The pome fruit also has about 21 percent of the recommended daily value, which the majority of American adults do not get. The total dietary fiber intake should be 25 to 30 grams a day from food, according to UCSF Health.
“I think most people associate fiber solely with how it helps your gut or prevents constipation,” Amanda Beaver, a wellness dietitian at Houston Methodist, said. “It does play important roles in your GI health, but the benefits of fiber extend well beyond that.”

Fiber helps make digestion easier, supports a healthy gut, regulates blood sugar, balances cholesterol levels and keeps you feeling fuller longer.
The carbohydrate can also reduce the risk of heart disease, type 2 diabetes and colorectal cancer, according to Beaver.

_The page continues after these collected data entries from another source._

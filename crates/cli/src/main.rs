use api_shared::{DiseaseRes, HealthService, PredictionRes};
use clap::{Parser, Subcommand};
use curecast_core::{CoreConfig, PredictionService};

#[derive(Parser)]
#[command(name = "curecast")]
#[command(about = "CureCast disease predictor CLI")]
struct Cli {
    /// Trained model artifact (JSON)
    #[arg(long, global = true, env = "CURECAST_ARTIFACT_PATH")]
    artifact: Option<String>,
    /// Disease reference table (CSV)
    #[arg(long, global = true, env = "CURECAST_DISEASE_CSV_PATH")]
    catalog: Option<String>,
    #[command(subcommand)]
    command: Option<Commands>,
}

#[derive(Subcommand)]
enum Commands {
    /// List the symptom vocabulary
    Symptoms,
    /// List the disease catalog
    Diseases {
        /// Print JSON instead of a table
        #[arg(long)]
        json: bool,
    },
    /// Predict diseases for the given symptoms
    Predict {
        /// Symptom names, as listed by `curecast symptoms`
        symptoms: Vec<String>,
        /// Print JSON instead of a table
        #[arg(long)]
        json: bool,
    },
    /// Load the artifact and catalog and report what was found
    Check,
}

fn main() -> Result<(), Box<dyn std::error::Error>> {
    dotenvy::dotenv().ok();
    let cli = Cli::parse();

    let Some(command) = cli.command else {
        println!("Use 'curecast --help' for commands");
        return Ok(());
    };

    let cfg = CoreConfig::from_env_values(cli.artifact, cli.catalog)?;
    let service = PredictionService::from_config(&cfg)?;

    match command {
        Commands::Symptoms => {
            for symptom in service.vocabulary().iter() {
                println!("{symptom}");
            }
        }
        Commands::Diseases { json } => {
            let rows: Vec<DiseaseRes> =
                service.catalog().entries().iter().map(DiseaseRes::from).collect();
            if json {
                println!("{}", serde_json::to_string_pretty(&rows)?);
            } else {
                for row in rows {
                    println!(
                        "{} (samples: {}, severity: {}, specialist: {})",
                        row.disease, row.sample_count, row.severity, row.specialist
                    );
                }
            }
        }
        Commands::Predict { symptoms, json } => {
            let results: Vec<PredictionRes> = service
                .predict(symptoms.as_slice())?
                .into_iter()
                .map(PredictionRes::from)
                .collect();
            if json {
                println!("{}", serde_json::to_string_pretty(&results)?);
            } else if results.is_empty() {
                println!("No symptoms given.");
            } else {
                for (rank, result) in results.iter().enumerate() {
                    let samples = result
                        .sample_count
                        .map(|n| n.to_string())
                        .unwrap_or_else(|| "-".into());
                    println!(
                        "{}. {} {:.2}% (severity: {}, specialist: {}, samples: {})",
                        rank + 1,
                        result.disease,
                        result.percent,
                        result.severity,
                        result.specialist,
                        samples
                    );
                }
            }
        }
        Commands::Check => {
            let health = HealthService::check_health(&service);
            println!(
                "OK: {} symptoms, {} classes, {} diseases",
                health.symptoms, health.classes, health.diseases
            );
            if let Some(accuracy) = health.accuracy {
                println!("Reported accuracy: {:.4}", accuracy);
            }
        }
    }

    Ok(())
}
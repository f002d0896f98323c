use crate::domain::entities::instrument::Instrument;
use crate::domain::error::DomainError;
use crate::domain::ports::quote_provider::QuoteProvider;
use async_trait::async_trait;
use serde_json::json;
use std::time::Duration;

/// Yahoo Finance quotes via the v8 chart API (no auth required).
pub struct YahooQuoteProvider {
    client: reqwest::Client,
    base_url: String,
}

impl YahooQuoteProvider {
    pub fn new(timeout: Duration) -> Self {
        Self::with_base_url("https://query1.finance.yahoo.com".into(), timeout)
    }

    pub fn with_base_url(base_url: String, timeout: Duration) -> Self {
        Self {
            client: reqwest::Client::builder()
                .user_agent(
                    "Mozilla/5.0 (Macintosh; Intel Mac OS X 10_15_7) \
                     AppleWebKit/537.36 (KHTML, like Gecko) \
                     Chrome/120.0.0.0 Safari/537.36",
                )
                .timeout(timeout)
                .build()
                .unwrap_or_default(),
            base_url,
        }
    }
}

#[derive(Debug, serde::Deserialize)]
struct ChartResponse {
    chart: ChartResult,
}

#[derive(Debug, serde::Deserialize)]
struct ChartResult {
    result: Option<Vec<ChartData>>,
    error: Option<serde_json::Value>,
}

#[derive(Debug, serde::Deserialize)]
struct ChartData {
    meta: ChartMeta,
}

#[derive(Debug, serde::Deserialize)]
#[serde(rename_all = "camelCase")]
struct ChartMeta {
    #[serde(default)]
    regular_market_price: Option<f64>,
    #[serde(default)]
    chart_previous_close: Option<f64>,
    #[serde(default)]
    previous_close: Option<f64>,
    #[serde(default)]
    regular_market_volume: Option<u64>,
    #[serde(default)]
    market_cap: Option<f64>,
}

#[async_trait]
impl QuoteProvider for YahooQuoteProvider {
    fn name(&self) -> &str {
        "yahoo_finance"
    }

    async fn fetch(&self, instrument: &Instrument) -> Result<serde_json::Value, DomainError> {
        let ticker = instrument.provider_symbol();
        let url = format!(
            "{}/v8/finance/chart/{ticker}?range=1d&interval=1d",
            self.base_url
        );

        let resp = self.client.get(&url).send().await?;

        if resp.status() == reqwest::StatusCode::NOT_FOUND {
            return Err(DomainError::NotFound(format!("Yahoo has no chart for {ticker}")));
        }
        if !resp.status().is_success() {
            return Err(DomainError::Provider(format!(
                "Yahoo API returned {} for {ticker}",
                resp.status()
            )));
        }

        let data: ChartResponse = resp
            .json()
            .await
            .map_err(|e| DomainError::Provider(format!("Yahoo payload for {ticker}: {e}")))?;

        if let Some(err) = data.chart.error {
            return Err(DomainError::NotFound(format!("Yahoo error for {ticker}: {err}")));
        }

        let meta = data
            .chart
            .result
            .and_then(|r| r.into_iter().next())
            .map(|d| d.meta)
            .ok_or_else(|| DomainError::NotFound(format!("No chart results for {ticker}")))?;

        Ok(payload_from_meta(&meta))
    }
}

/// Chart metadata in the provider-neutral shape the quote fetcher validates.
/// Missing fields stay null.
fn payload_from_meta(meta: &ChartMeta) -> serde_json::Value {
    json!({
        "price": meta.regular_market_price,
        "previousClose": meta.chart_previous_close.or(meta.previous_close),
        "volume": meta.regular_market_volume,
        "marketCap": meta.market_cap,
    })
}
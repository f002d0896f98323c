pub mod aggregator;
pub mod decoder;
pub mod heuristic;
pub mod inference;
pub mod predict;
pub mod quote_fetcher;
pub mod scheduler;
pub mod summarize;
pub mod symbol_resolver;
pub mod text;
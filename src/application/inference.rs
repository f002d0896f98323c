use crate::domain::error::DomainError;
use crate::domain::ports::inference_service::InferenceService;
use crate::domain::values::sentiment::Sentiment;
use std::sync::Arc;
use std::time::Duration;
use tracing::debug;

const MAX_CONTENT_CHARS: usize = 1_500;

pub const PREDICTION_SYSTEM_PROMPT: &str = "You are an equity analyst covering Indian markets (NSE and BSE). \
Given one news item and a stock symbol, estimate the short-term price direction. \
Respond with ONLY a JSON object, no prose and no code fences, matching exactly:\n\
{\"symbol\": string, \"prediction\": \"UP\"|\"DOWN\"|\"STABLE\", \"confidence\": number 0-100, \
\"target_price_change\": number (percent, between -20 and 20), \"timeframe\": string, \
\"reasoning\": string (under 80 words), \"risk_level\": \"LOW\"|\"MEDIUM\"|\"HIGH\", \
\"key_factors\": string[] (at most 5), \"recommendation\": \"BUY\"|\"SELL\"|\"HOLD\"}";

pub const SUMMARY_SYSTEM_PROMPT: &str = "You are a market strategist covering Indian equities. \
Given a batch of news headlines with their sentiment, write a market-wide outlook. \
Respond with ONLY a JSON object, no prose and no code fences, matching exactly:\n\
{\"overall_sentiment\": \"BULLISH\"|\"BEARISH\"|\"NEUTRAL\", \"outlook\": string (under 120 words), \
\"key_themes\": string[] (at most 5), \"sector_impacts\": {sector: \"positive\"|\"negative\"|\"neutral\"}, \
\"index_direction\": \"UP\"|\"DOWN\"|\"STABLE\", \"confidence\": number 0-100}";

/// Calls the inference service under a hard deadline. The in-flight call is
/// dropped when the deadline passes; there is no retry.
pub struct InferenceClient {
    service: Arc<dyn InferenceService>,
    timeout: Duration,
}

impl InferenceClient {
    pub fn new(service: Arc<dyn InferenceService>, timeout: Duration) -> Self {
        Self { service, timeout }
    }

    pub fn timeout(&self) -> Duration {
        self.timeout
    }

    pub async fn predict(
        &self,
        symbol: &str,
        headline: &str,
        content: Option<&str>,
        sentiment: Option<Sentiment>,
    ) -> Result<String, DomainError> {
        let prompt = prediction_prompt(symbol, headline, content, sentiment);
        self.complete(PREDICTION_SYSTEM_PROMPT, &prompt).await
    }

    pub async fn summarize(&self, prompt: &str) -> Result<String, DomainError> {
        self.complete(SUMMARY_SYSTEM_PROMPT, prompt).await
    }

    async fn complete(&self, system: &str, prompt: &str) -> Result<String, DomainError> {
        debug!(service = self.service.name(), prompt_chars = prompt.len(), "inference call");
        let text = tokio::time::timeout(self.timeout, self.service.complete(system, prompt))
            .await
            .map_err(|_| {
                DomainError::Timeout(format!(
                    "{} exceeded {:?}",
                    self.service.name(),
                    self.timeout
                ))
            })??;

        if text.trim().is_empty() {
            return Err(DomainError::Provider(format!(
                "{} returned an empty response",
                self.service.name()
            )));
        }
        Ok(text)
    }
}

pub fn prediction_prompt(
    symbol: &str,
    headline: &str,
    content: Option<&str>,
    sentiment: Option<Sentiment>,
) -> String {
    let mut prompt = format!("Symbol: {symbol}\nHeadline: {}\n", headline.trim());
    if let Some(content) = content.map(str::trim).filter(|c| !c.is_empty()) {
        let clipped: String = content.chars().take(MAX_CONTENT_CHARS).collect();
        prompt.push_str(&format!("Content: {clipped}\n"));
    }
    let sentiment = sentiment.map_or_else(|| "unknown".to_string(), |s| s.to_string());
    prompt.push_str(&format!("Sentiment: {sentiment}\n"));
    prompt.push_str("Return the JSON object only.");
    prompt
}

#[cfg(test)]
mod tests {
    use super::*;

    #[test]
    fn test_prediction_prompt_includes_inputs() {
        let prompt = prediction_prompt("TCS", "TCS wins deal", Some("  body  "), Some(Sentiment::Positive));
        assert!(prompt.contains("Symbol: TCS"));
        assert!(prompt.contains("Content: body"));
        assert!(prompt.contains("Sentiment: positive"));
    }

    #[test]
    fn test_prediction_prompt_clips_content() {
        let long = "x".repeat(MAX_CONTENT_CHARS * 2);
        let prompt = prediction_prompt("TCS", "h", Some(&long), None);
        assert!(prompt.len() < MAX_CONTENT_CHARS + 200);
        assert!(prompt.contains("Sentiment: unknown"));
    }
}
pub mod inference;
pub mod quotes;
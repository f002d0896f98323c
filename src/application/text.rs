//! Text normalization shared by keyword and name matching.

/// Lower-cases `text`, turns every character other than alphanumerics and `&`
/// into a space, collapses runs of spaces and pads both ends with one space.
///
/// Padding lets callers test for a whole-word phrase with
/// `normalized.find(&normalize(phrase))`.
pub fn normalize(text: &str) -> String {
    let cleaned: String = text
        .chars()
        .map(|c| {
            if c.is_alphanumeric() || c == '&' {
                c.to_ascii_lowercase()
            } else {
                ' '
            }
        })
        .collect();

    let joined = cleaned.split_whitespace().collect::<Vec<_>>().join(" ");
    format!(" {joined} ")
}

/// Position of `phrase` as a whole-word match inside an already normalized
/// text, or `None`.
pub fn find_phrase(normalized_text: &str, phrase: &str) -> Option<usize> {
    let needle = normalize(phrase);
    if needle.trim().is_empty() {
        return None;
    }
    normalized_text.find(&needle)
}

#[cfg(test)]
mod tests {
    use super::*;

    #[test]
    fn test_normalize_pads_and_collapses() {
        assert_eq!(normalize("  Dr. Reddy's   Q3 "), " dr reddy s q3 ");
        assert_eq!(normalize(""), "  ");
    }

    #[test]
    fn test_find_phrase_respects_word_boundaries() {
        let text = normalize("Switch to ITC shares");
        assert!(find_phrase(&text, "itc").is_some());
        assert!(find_phrase(&normalize("A switch flipped"), "itc").is_none());
        assert!(find_phrase(&text, "").is_none());
    }
}
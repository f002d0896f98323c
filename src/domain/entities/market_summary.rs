use crate::domain::values::confidence::Confidence;
use crate::domain::values::direction::Direction;
use crate::domain::values::provenance::Provenance;
use crate::domain::values::sentiment::{MarketSentiment, Sentiment};
use chrono::{DateTime, Utc};
use serde::Serialize;
use std::collections::BTreeMap;

pub const MAX_KEY_THEMES: usize = 5;
pub const MAX_OUTLOOK_CHARS: usize = 600;

/// Market-wide outlook derived from one batch of news. Recomputed per call.
#[derive(Debug, Clone, Serialize)]
pub struct MarketSummary {
    pub overall_sentiment: MarketSentiment,
    pub outlook: String,
    pub key_themes: Vec<String>,
    pub sector_impacts: BTreeMap<String, Sentiment>,
    pub index_direction: Direction,
    pub confidence: Confidence,
    pub provenance: Provenance,
    pub item_count: usize,
    pub generated_at: DateTime<Utc>,
}
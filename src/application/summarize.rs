use crate::application::decoder::{as_percent, enum_field, find_object, number_field, string_field, string_list_field};
use crate::application::heuristic::KeywordHits;
use crate::application::inference::InferenceClient;
use crate::application::symbol_resolver::SymbolResolver;
use crate::config::ReferenceData;
use crate::domain::entities::market_summary::{MarketSummary, MAX_KEY_THEMES, MAX_OUTLOOK_CHARS};
use crate::domain::entities::news_item::NewsItem;
use crate::domain::error::DomainError;
use crate::domain::values::confidence::Confidence;
use crate::domain::values::direction::Direction;
use crate::domain::values::provenance::Provenance;
use crate::domain::values::sentiment::{MarketSentiment, Sentiment};
use chrono::Utc;
use serde_json::Value;
use std::collections::{BTreeMap, HashMap};
use std::sync::Arc;
use tokio::time::Instant;
use tracing::{info, warn};

/// Items beyond this are left out of the inference prompt (the fallback vote
/// still counts them).
const MAX_PROMPT_ITEMS: usize = 25;
const FALLBACK_MIN_CONFIDENCE: f64 = 20.0;
const FALLBACK_MAX_CONFIDENCE: f64 = 50.0;

pub struct SummarizeUseCase {
    inference: Arc<InferenceClient>,
    resolver: Arc<SymbolResolver>,
    reference: Arc<ReferenceData>,
    max_symbols: usize,
}

#[derive(Debug, Default, Clone, Copy, PartialEq, Eq)]
struct Tally {
    positive: usize,
    negative: usize,
    neutral: usize,
}

impl Tally {
    fn add(&mut self, sentiment: Sentiment) {
        match sentiment {
            Sentiment::Positive => self.positive += 1,
            Sentiment::Negative => self.negative += 1,
            Sentiment::Neutral => self.neutral += 1,
        }
    }

    fn total(&self) -> usize {
        self.positive + self.negative + self.neutral
    }

    /// Plurality winner; any tie for first place is neutral.
    fn winner(&self) -> Sentiment {
        if self.positive > self.negative && self.positive > self.neutral {
            Sentiment::Positive
        } else if self.negative > self.positive && self.negative > self.neutral {
            Sentiment::Negative
        } else {
            Sentiment::Neutral
        }
    }

    fn share(&self, sentiment: Sentiment) -> f64 {
        let count = match sentiment {
            Sentiment::Positive => self.positive,
            Sentiment::Negative => self.negative,
            Sentiment::Neutral => self.neutral,
        };
        if self.total() == 0 {
            0.0
        } else {
            count as f64 / self.total() as f64
        }
    }
}

impl SummarizeUseCase {
    pub fn new(
        inference: Arc<InferenceClient>,
        resolver: Arc<SymbolResolver>,
        reference: Arc<ReferenceData>,
        max_symbols: usize,
    ) -> Self {
        Self {
            inference,
            resolver,
            reference,
            max_symbols,
        }
    }

    /// One inference call for the batch; a local majority vote if it fails.
    /// An empty batch skips the call and yields a neutral summary.
    pub async fn execute(&self, items: &[NewsItem]) -> MarketSummary {
        if items.is_empty() {
            return self.fallback(items);
        }

        match self.try_primary(items).await {
            Ok(summary) => {
                info!(items = items.len(), sentiment = %summary.overall_sentiment, "primary market summary");
                summary
            }
            Err(e) => {
                warn!(items = items.len(), error = %e, "market summary inference failed, using vote");
                self.fallback(items)
            }
        }
    }

    async fn try_primary(&self, items: &[NewsItem]) -> Result<MarketSummary, DomainError> {
        let deadline = Instant::now() + self.inference.timeout();
        let raw = self.inference.summarize(&self.summary_prompt(items)).await?;

        // Decoding shares the inference deadline.
        let decode = tokio::task::spawn_blocking(move || {
            find_object(&raw, |obj| {
                obj.contains_key("overall_sentiment") || obj.contains_key("outlook")
            })
        });
        let obj = match tokio::time::timeout_at(deadline, decode).await {
            Ok(Ok(found)) => found,
            Ok(Err(e)) => {
                return Err(DomainError::DecodeFailure(format!("decoder task failed: {e}")))
            }
            Err(_) => {
                return Err(DomainError::Timeout(
                    "decoding the market summary exceeded the inference deadline".into(),
                ))
            }
        }
        .ok_or_else(|| DomainError::DecodeFailure("no summary object in inference output".into()))?;

        let overall: MarketSentiment = enum_field(&obj, &["overall_sentiment", "sentiment"]).unwrap_or_default();
        let index_direction = enum_field(&obj, &["index_direction", "nifty_outlook"])
            .unwrap_or_else(|| direction_for(overall));

        let sector_impacts = match obj.get("sector_impacts") {
            Some(Value::Object(map)) => map
                .iter()
                .filter_map(|(sector, impact)| {
                    let impact = impact.as_str()?.parse::<MarketSentiment>().ok()?;
                    Some((sector.trim().to_string(), sentiment_for(impact)))
                })
                .filter(|(sector, _)| !sector.is_empty())
                .collect(),
            _ => BTreeMap::new(),
        };

        Ok(MarketSummary {
            overall_sentiment: overall,
            outlook: clip(
                &string_field(&obj, &["outlook"]).unwrap_or_else(|| "No outlook provided".into()),
                MAX_OUTLOOK_CHARS,
            ),
            key_themes: string_list_field(&obj, &["key_themes", "themes"])
                .into_iter()
                .map(|t| t.trim().to_string())
                .filter(|t| !t.is_empty())
                .take(MAX_KEY_THEMES)
                .collect(),
            sector_impacts,
            index_direction,
            confidence: Confidence::new(number_field(&obj, &["confidence"]).map(as_percent).unwrap_or(50.0)),
            provenance: Provenance::Primary,
            item_count: items.len(),
            generated_at: Utc::now(),
        })
    }

    fn summary_prompt(&self, items: &[NewsItem]) -> String {
        let mut prompt = format!("{} news items:\n", items.len());
        for item in items.iter().take(MAX_PROMPT_ITEMS) {
            let sentiment = self.item_sentiment(item);
            let symbols = self.resolver.resolve_item(item, self.max_symbols).symbols;
            prompt.push_str(&format!(
                "- [{sentiment}] {} ({})\n",
                item.headline.trim(),
                symbols.join(", ")
            ));
        }
        if items.len() > MAX_PROMPT_ITEMS {
            prompt.push_str(&format!("... and {} more\n", items.len() - MAX_PROMPT_ITEMS));
        }
        prompt.push_str("Return the JSON object only.");
        prompt
    }

    /// Supplied sentiment, or keyword polarity of the text when absent.
    fn item_sentiment(&self, item: &NewsItem) -> Sentiment {
        item.sentiment
            .unwrap_or_else(|| KeywordHits::scan(&self.reference, &item.text()).sentiment())
    }

    fn fallback(&self, items: &[NewsItem]) -> MarketSummary {
        let mut overall = Tally::default();
        let mut by_sector: HashMap<String, Tally> = HashMap::new();

        for item in items {
            let sentiment = self.item_sentiment(item);
            overall.add(sentiment);

            let mut sectors: Vec<&str> = self
                .resolver
                .resolve_item(item, self.max_symbols)
                .symbols
                .iter()
                .filter_map(|s| self.reference.sector_of(s))
                .collect();
            sectors.sort_unstable();
            sectors.dedup();
            for sector in sectors {
                by_sector.entry(sector.to_string()).or_default().add(sentiment);
            }
        }

        let winner = overall.winner();
        let overall_sentiment = MarketSentiment::from(winner);

        let mut themes: Vec<(&String, usize)> = by_sector.iter().map(|(s, t)| (s, t.total())).collect();
        themes.sort_by(|a, b| b.1.cmp(&a.1).then_with(|| a.0.cmp(b.0)));
        let key_themes = themes
            .into_iter()
            .take(MAX_KEY_THEMES)
            .map(|(sector, count)| format!("{sector} ({count} stories)"))
            .collect();

        let sector_impacts = by_sector
            .iter()
            .map(|(sector, tally)| (sector.clone(), tally.winner()))
            .collect();

        let confidence = if items.is_empty() {
            FALLBACK_MIN_CONFIDENCE
        } else {
            (overall.share(winner) * FALLBACK_MAX_CONFIDENCE)
                .clamp(FALLBACK_MIN_CONFIDENCE, FALLBACK_MAX_CONFIDENCE)
        };

        let outlook = if items.is_empty() {
            "No news items to summarize; outlook is neutral.".to_string()
        } else {
            format!(
                "Vote across {} news items: {} positive, {} negative, {} neutral. \
                 Overall tone is {}. Low-confidence outlook computed without the inference service.",
                overall.total(),
                overall.positive,
                overall.negative,
                overall.neutral,
                overall_sentiment.to_string().to_lowercase()
            )
        };

        MarketSummary {
            overall_sentiment,
            outlook,
            key_themes,
            sector_impacts,
            index_direction: direction_for(overall_sentiment),
            confidence: Confidence::new(confidence),
            provenance: Provenance::Fallback,
            item_count: items.len(),
            generated_at: Utc::now(),
        }
    }
}

fn direction_for(sentiment: MarketSentiment) -> Direction {
    match sentiment {
        MarketSentiment::Bullish => Direction::Up,
        MarketSentiment::Bearish => Direction::Down,
        MarketSentiment::Neutral => Direction::Stable,
    }
}

fn sentiment_for(impact: MarketSentiment) -> Sentiment {
    match impact {
        MarketSentiment::Bullish => Sentiment::Positive,
        MarketSentiment::Bearish => Sentiment::Negative,
        MarketSentiment::Neutral => Sentiment::Neutral,
    }
}

fn clip(s: &str, max: usize) -> String {
    s.chars().take(max).collect()
}
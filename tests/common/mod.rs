//! Shared test helpers.
#![allow(dead_code)]

use async_trait::async_trait;
use marketpulse::config::Config;
use marketpulse::domain::entities::instrument::Instrument;
use marketpulse::domain::error::DomainError;
use marketpulse::domain::ports::inference_service::InferenceService;
use marketpulse::domain::ports::quote_provider::QuoteProvider;
use marketpulse::domain::values::venue::Venue;
use marketpulse::MarketPulse;
use serde_json::json;
use std::collections::{HashMap, HashSet};
use std::sync::atomic::{AtomicBool, AtomicU64, AtomicUsize, Ordering};
use std::sync::{Arc, Mutex};
use std::time::Duration;

/// Quote provider driven by the test: prices follow `generation`, listed
/// symbols fail, and calls can be delayed globally or per symbol.
#[derive(Default)]
pub struct ScriptedQuotes {
    pub failing: Mutex<HashSet<String>>,
    pub fail_all: AtomicBool,
    pub delay_ms: AtomicU64,
    pub slow: Mutex<HashMap<String, u64>>,
    pub generation: AtomicU64,
    pub calls: AtomicUsize,
    in_flight: AtomicUsize,
    pub max_in_flight: AtomicUsize,
}

impl ScriptedQuotes {
    pub fn new() -> Arc<Self> {
        Arc::new(Self::default())
    }

    pub fn fail(&self, symbol: &str) {
        self.failing.lock().unwrap().insert(symbol.to_string());
    }

    /// Delay for one symbol, overriding the shared delay.
    pub fn slow_down(&self, symbol: &str, ms: u64) {
        self.slow.lock().unwrap().insert(symbol.to_string(), ms);
    }

    pub fn set_delay(&self, ms: u64) {
        self.delay_ms.store(ms, Ordering::SeqCst);
    }

    pub fn peak_in_flight(&self) -> usize {
        self.max_in_flight.load(Ordering::SeqCst)
    }
}

#[async_trait]
impl QuoteProvider for ScriptedQuotes {
    fn name(&self) -> &str {
        "scripted"
    }

    async fn fetch(&self, instrument: &Instrument) -> Result<serde_json::Value, DomainError> {
        self.calls.fetch_add(1, Ordering::SeqCst);
        let now = self.in_flight.fetch_add(1, Ordering::SeqCst) + 1;
        self.max_in_flight.fetch_max(now, Ordering::SeqCst);

        let generation = self.generation.load(Ordering::SeqCst);
        let delay = self
            .slow
            .lock()
            .unwrap()
            .get(&instrument.symbol)
            .copied()
            .unwrap_or_else(|| self.delay_ms.load(Ordering::SeqCst));
        if delay > 0 {
            tokio::time::sleep(Duration::from_millis(delay)).await;
        }
        self.in_flight.fetch_sub(1, Ordering::SeqCst);

        let failing = self.failing.lock().unwrap().contains(&instrument.symbol);
        if failing || self.fail_all.load(Ordering::SeqCst) {
            return Err(DomainError::Provider(format!("scripted failure for {}", instrument.symbol)));
        }

        let price = 100.0 + generation as f64;
        Ok(json!({
            "price": price,
            "previousClose": 100.0,
            "volume": 1_000,
            "marketCap": null,
        }))
    }
}

/// Inference service that always answers with the same text.
pub struct CannedInference {
    pub response: String,
    pub calls: AtomicUsize,
}

impl CannedInference {
    pub fn new(response: &str) -> Arc<Self> {
        Arc::new(Self {
            response: response.to_string(),
            calls: AtomicUsize::new(0),
        })
    }

    pub fn call_count(&self) -> usize {
        self.calls.load(Ordering::SeqCst)
    }
}

#[async_trait]
impl InferenceService for CannedInference {
    fn name(&self) -> &str {
        "canned"
    }

    async fn complete(&self, _system: &str, _prompt: &str) -> Result<String, DomainError> {
        self.calls.fetch_add(1, Ordering::SeqCst);
        Ok(self.response.clone())
    }
}

/// Inference service that never answers.
pub struct HangingInference;

#[async_trait]
impl InferenceService for HangingInference {
    fn name(&self) -> &str {
        "hanging"
    }

    async fn complete(&self, _system: &str, _prompt: &str) -> Result<String, DomainError> {
        std::future::pending().await
    }
}

pub fn instruments(n: usize) -> Vec<Instrument> {
    (0..n)
        .map(|i| Instrument::new(&format!("SYM{i}"), &format!("Company {i}"), Venue::Nse, Some("IT")))
        .collect()
}

pub fn test_config() -> Config {
    let mut config = Config::default();
    config.refresh_interval = Duration::from_secs(60);
    config.fetch_timeout = Duration::from_millis(500);
    config.inference_timeout = Duration::from_millis(200);
    config.max_concurrent_fetches = 4;
    config.seed = Some(42);
    config
}

pub fn setup(quotes: Arc<dyn QuoteProvider>, inference: Arc<dyn InferenceService>) -> MarketPulse {
    MarketPulse::with_providers(test_config(), quotes, inference).unwrap()
}

pub fn setup_with(
    config: Config,
    quotes: Arc<dyn QuoteProvider>,
    inference: Arc<dyn InferenceService>,
) -> MarketPulse {
    MarketPulse::with_providers(config, quotes, inference).unwrap()
}
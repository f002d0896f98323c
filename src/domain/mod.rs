pub mod entities;
pub mod error;
pub mod ports;
pub mod values;
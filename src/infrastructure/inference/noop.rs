use crate::domain::error::DomainError;
use crate::domain::ports::inference_service::InferenceService;

/// Stand-in when no inference backend is configured. Every call fails, so
/// callers go straight to their fallback path.
pub struct NoopInference;

#[async_trait::async_trait]
impl InferenceService for NoopInference {
    fn name(&self) -> &str {
        "noop"
    }

    async fn complete(&self, _system: &str, _prompt: &str) -> Result<String, DomainError> {
        Err(DomainError::Provider("no inference service configured".into()))
    }
}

“Heart disease is the No. 1 killer of Americans, so the cardiovascular benefits of fiber are one of the most important,” she said.
Just one medium-sized pear can give you these benefits and is only 100 calories, although make sure not to peel it.
The red, yellow or green skins contain the majority of the fiber found in a pear, according to USA Pears. Most of the antioxidants are found in the skin, as well. Antioxidants have been shown to fight harmful inflammation that can lead to cancer and heart disease.
But whether you eat a whole pear or chop one up to mix in a salad, pears have multiple critical vitamins and essential minerals.

One pear has 8 milligrams of vitamin C, which can help keep your immune system strong as respiratory viruses spread during colder months.
And, the versatile fruit is a good source of potassium, which can counteract sodium, relax blood vessels, and lower blood pressure, according to the National Council on Aging.
“Pears are so healthy, and most people tolerate them very well,” registered dietitian Beth Czerwony told the Cleveland Clinic.
“They’re a perfect snack if you’re craving something sweet,” she said.